April 11, 2011



(Video by Meade, edited by me. Still photo by Meade. This is the same red-tailed hawk that did not eat the little boy with a monkey on his back.)

ADDED: The still photo is actually by me. I don't know what made me stretch out the word "me" into "meade." I'm losing my boundaries. Anyway, I was amused by the photo because: 1. I was really only trying to get the whole bird in the shot, but he shot up, 2. The hawk has really long legs, and 3. He should have some wriggly little animal in his talons, and he doesn't. Hawkfail.


PaulV said...

Reminds me of when I visited a zoo with my 11 year old niece in Brisbane. We were at the dingo enclosure and the dingos were doing zip.. She imitated a dingo howl and dingos responded. Soon all the tourists gathered to see the excitement.

Ann Althouse said...

This bird wasn't prompted by humans. It sat on the branch for a long time and watched that spot on the ground. Then it went down and searched around quite a bit before quitting. It did the whole routine at least twice. I think it was a young hawk that was confused by the movement of the leaves. It's possible that there were mice or something moving under the leaves.

Lem said...

Reminds me of Obama's bombing runs in Libya.

edutcher said...

The first time I told The Blonde I'd seen a hawk in the middle of the street, she just about swooned, but they're like the one in the video.

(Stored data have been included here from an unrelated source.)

//! Mock transport for testing.
//!
//! [`MockTransport`] stands in for the UDP transport so the connection can
//! be driven without a network or a gateway:
//! - every datagram sent is recorded and can be inspected
//! - a *responder* closure plays the gateway, answering sent datagrams
//! - datagrams can be injected as if the gateway sent them unprompted
//! - receive errors can be injected the same way
//! - opening can be made to fail
//!
//! ## Example
//!
//! ```rust
//! use knx_tunnel::net::mock_transport::{self, MockTransport};
//! use knx_tunnel::net::{Endpoint, FrameReceiver, FrameSender, Transport};
//!
//! # #[tokio::main(flavor = "current_thread")]
//! # async fn main() -> knx_tunnel::Result<()> {
//! let mock = MockTransport::with_responder(mock_transport::gateway(0x12, true));
//! let socket = mock.open(Endpoint::unspecified()).await?;
//!
//! socket.send_to(&[0x06, 0x10, 0x02, 0x05, 0x00, 0x06], Endpoint::gateway([10, 0, 0, 1])).await?;
//!
//! let mut buf = [0u8; 64];
//! let (len, _) = socket.recv_from(&mut buf).await?;
//! assert_eq!(&buf[2..4], &[0x02, 0x06]); // CONNECT_RESPONSE
//! assert_eq!(mock.sent_packets().len(), 1);
//! # let _ = len;
//! # Ok(())
//! # }
//! ```

use crate::error::{KnxError, Result};
use crate::net::transport::{FrameReceiver, FrameSender, Transport};
use crate::net::Endpoint;
use crate::protocol::constants::{ServiceType, E_NO_ERROR};
use crate::protocol::frame::classify;
use core::fmt;
use std::sync::{Arc, Mutex, MutexGuard, PoisonError};
use tokio::sync::mpsc;

/// Gateway stand-in: maps each sent datagram to the datagrams sent back.
pub type Responder = Box<dyn FnMut(&[u8]) -> Vec<Vec<u8>> + Send>;

#[derive(Default)]
struct MockState {
    sent: Vec<(Vec<u8>, Endpoint)>,
    opens: usize,
    fail_open: bool,
    generation: u64,
    inbound: Option<mpsc::UnboundedSender<Result<Vec<u8>>>>,
    peer: Endpoint,
    responder: Option<Responder>,
}

impl fmt::Debug for MockState {
    fn fmt(&self, f: &mut fmt::Formatter<'_>) -> fmt::Result {
        f.debug_struct("MockState")
            .field("sent", &self.sent.len())
            .field("opens", &self.opens)
            .field("fail_open", &self.fail_open)
            .field("responder", &self.responder.is_some())
            .finish_non_exhaustive()
    }
}

/// Mock transport; clones share the same recorded state.
#[derive(Debug, Clone, Default)]
pub struct MockTransport {
    shared: Arc<Mutex<MockState>>,
}

impl MockTransport {
    /// A transport whose gateway never answers
    pub fn new() -> Self {
        Self::default()
    }

    /// A transport whose gateway answers through `responder`
    pub fn with_responder(responder: impl FnMut(&[u8]) -> Vec<Vec<u8>> + Send + 'static) -> Self {
        let mock = Self::new();
        mock.set_responder(responder);
        mock
    }

    fn state(&self) -> MutexGuard<'_, MockState> {
        self.shared.lock().unwrap_or_else(PoisonError::into_inner)
    }

    /// Replace the gateway behaviour
    pub fn set_responder(&self, responder: impl FnMut(&[u8]) -> Vec<Vec<u8>> + Send + 'static) {
        self.state().responder = Some(Box::new(responder));
    }

    /// Make subsequent `open` calls fail
    pub fn set_fail_open(&self, fail: bool) {
        self.state().fail_open = fail;
    }

    /// Deliver a datagram to the most recently opened socket.
    ///
    /// Returns `false` when no open socket is listening.
    pub fn inject(&self, datagram: &[u8]) -> bool {
        self.state()
            .inbound
            .as_ref()
            .is_some_and(|tx| tx.send(Ok(datagram.to_vec())).is_ok())
    }

    /// Make the next `count` receives on the open socket fail.
    ///
    /// Returns `false` when no open socket is listening.
    pub fn inject_receive_errors(&self, count: usize) -> bool {
        let state = self.state();
        let Some(tx) = state.inbound.as_ref() else {
            return false;
        };
        (0..count).all(|_| tx.send(Err(KnxError::receive_failed())).is_ok())
    }

    /// Every datagram sent so far, with its destination
    pub fn sent_packets(&self) -> Vec<(Vec<u8>, Endpoint)> {
        self.state().sent.clone()
    }

    /// Sent datagrams of one service type
    pub fn sent_of(&self, service: ServiceType) -> Vec<Vec<u8>> {
        self.state()
            .sent
            .iter()
            .filter(|(data, _)| classify(data) == Some(service))
            .map(|(data, _)| data.clone())
            .collect()
    }

    /// The last datagram sent
    pub fn last_sent(&self) -> Option<Vec<u8>> {
        self.state().sent.last().map(|(data, _)| data.clone())
    }

    /// Forget recorded datagrams
    pub fn clear_sent(&self) {
        self.state().sent.clear();
    }

    /// Number of successful `open` calls
    pub fn open_count(&self) -> usize {
        self.state().opens
    }
}

/// A socket opened by [`MockTransport`].
#[derive(Debug)]
pub struct MockSocket {
    shared: Arc<Mutex<MockState>>,
    generation: u64,
    local: Endpoint,
    tx: Mutex<Option<mpsc::UnboundedSender<Result<Vec<u8>>>>>,
    rx: tokio::sync::Mutex<mpsc::UnboundedReceiver<Result<Vec<u8>>>>,
}

impl MockSocket {
    fn state(&self) -> MutexGuard<'_, MockState> {
        self.shared.lock().unwrap_or_else(PoisonError::into_inner)
    }

    /// Endpoint the socket was opened on
    pub const fn local_endpoint(&self) -> Endpoint {
        self.local
    }
}

impl Transport for MockTransport {
    type Socket = MockSocket;

    async fn open(&self, local: Endpoint) -> Result<MockSocket> {
        let mut state = self.state();
        if state.fail_open {
            knx_log!(error, "mock open on {local} refused");
            return Err(KnxError::transport_open_failed());
        }

        let (tx, rx) = mpsc::unbounded_channel();
        state.opens += 1;
        state.generation += 1;
        state.inbound = Some(tx.clone());

        Ok(MockSocket {
            shared: Arc::clone(&self.shared),
            generation: state.generation,
            local,
            tx: Mutex::new(Some(tx)),
            rx: tokio::sync::Mutex::new(rx),
        })
    }
}

impl FrameSender for MockSocket {
    async fn send_to(&self, data: &[u8], dest: Endpoint) -> Result<()> {
        let replies = {
            let mut state = self.state();
            state.sent.push((data.to_vec(), dest));
            state.peer = dest;
            state
                .responder
                .as_mut()
                .map(|respond| respond(data))
                .unwrap_or_default()
        };

        let tx = self.tx.lock().unwrap_or_else(PoisonError::into_inner);
        let Some(tx) = tx.as_ref() else {
            return Err(KnxError::transport_closed());
        };
        for reply in replies {
            if tx.send(Ok(reply)).is_err() {
                knx_log!(trace, "mock reply dropped, receiver gone");
            }
        }
        Ok(())
    }
}

impl FrameReceiver for MockSocket {
    async fn recv_from(&self, buf: &mut [u8]) -> Result<(usize, Endpoint)> {
        let datagram = self.rx.lock().await.recv().await;
        let datagram = datagram.unwrap_or_else(|| Err(KnxError::transport_closed()))?;

        let len = datagram.len().min(buf.len());
        buf[..len].copy_from_slice(&datagram[..len]);
        Ok((len, self.state().peer))
    }

    fn close(&self) {
        self.tx.lock().unwrap_or_else(PoisonError::into_inner).take();
        let mut state = self.state();
        if state.generation == self.generation {
            state.inbound = None;
        }
    }
}

/// A responder that behaves like a gateway with one free channel.
///
/// Connect requests are accepted with `channel_id`; state requests are
/// answered only when `answer_alive` is set; disconnects are confirmed.
pub fn gateway(channel_id: u8, answer_alive: bool) -> impl FnMut(&[u8]) -> Vec<Vec<u8>> + Send + 'static {
    move |datagram| match classify(datagram) {
        Some(ServiceType::ConnectRequest) => vec![replies::connect_response(channel_id, E_NO_ERROR)],
        Some(ServiceType::ConnectionstateRequest) if answer_alive => {
            vec![replies::state_response(channel_id, E_NO_ERROR)]
        }
        Some(ServiceType::DisconnectRequest) => vec![replies::disconnect_response(channel_id)],
        _ => Vec::new(),
    }
}

/// Datagrams a gateway sends, for responders and injection.
pub mod replies {
    fn with_header(service: [u8; 2], body: &[u8]) -> Vec<u8> {
        let total = (6 + body.len()) as u16;
        let [len_hi, len_lo] = total.to_be_bytes();
        let mut out = vec![0x06, 0x10, service[0], service[1], len_hi, len_lo];
        out.extend_from_slice(body);
        out
    }

    /// `CONNECT_RESPONSE` with a data endpoint and a CRD for 1.1.255
    pub fn connect_response(channel_id: u8, status: u8) -> Vec<u8> {
        with_header(
            [0x02, 0x06],
            &[
                channel_id, status, // channel, status
                0x08, 0x01, 127, 0, 0, 1, 0x0E, 0x57, // data endpoint
                0x04, 0x04, 0x11, 0xFF, // CRD
            ],
        )
    }

    /// `CONNECTIONSTATE_RESPONSE`
    pub fn state_response(channel_id: u8, status: u8) -> Vec<u8> {
        with_header([0x02, 0x08], &[channel_id, status])
    }

    /// Gateway-initiated `DISCONNECT_REQUEST`
    pub fn disconnect_request(channel_id: u8) -> Vec<u8> {
        with_header(
            [0x02, 0x09],
            &[channel_id, 0x00, 0x08, 0x01, 127, 0, 0, 1, 0x0E, 0x57],
        )
    }

    /// `DISCONNECT_RESPONSE`
    pub fn disconnect_response(channel_id: u8) -> Vec<u8> {
        with_header([0x02, 0x0A], &[channel_id, 0x00])
    }

    /// `TUNNELING_REQUEST` carrying `cemi`
    pub fn tunneling_request(channel_id: u8, seq: u8, cemi: &[u8]) -> Vec<u8> {
        let mut body = vec![0x04, channel_id, seq, 0x00];
        body.extend_from_slice(cemi);
        with_header([0x04, 0x20], &body)
    }

    /// L_Data.ind cEMI from 1.1.1 to the group `dest`
    pub fn group_indication(dest: [u8; 2], apdu: &[u8]) -> Vec<u8> {
        let data_length = apdu.len().saturating_sub(1) as u8;
        let mut cemi = vec![0x29, 0x00, 0xBC, 0xE0, 0x11, 0x01, dest[0], dest[1], data_length];
        cemi.extend_from_slice(apdu);
        cemi
    }
}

Very purposeful in what they do.

Ann Althouse said...

... It's possible that there were mice or something moving under the leaves.

Almost assuredly.

sarge said...

@ paulIV

sarge here looks like althouse has er own conga line of suckholes harhar

PS nuthin excitin about dingos cept when yar hit one wiv the 375 h&h mag

traditionalguy said...

When Atlanta makes the NBA playoffs, you guys should feel pretty bad about bad mouthing us all of these years.

pbAndj said...

I hope this place isn't Gov financed.

Otherwise, I'd want to see pics of Meadhouse interrogating the socialists who are taking advantage of this government funded boondoggle.

Taxpayers expect their snow plow operators to avoid energy wasting honking, and they don't want the gov paying for non-essential actives such as public art, high speed rail, bike trails, and hawk hangouts.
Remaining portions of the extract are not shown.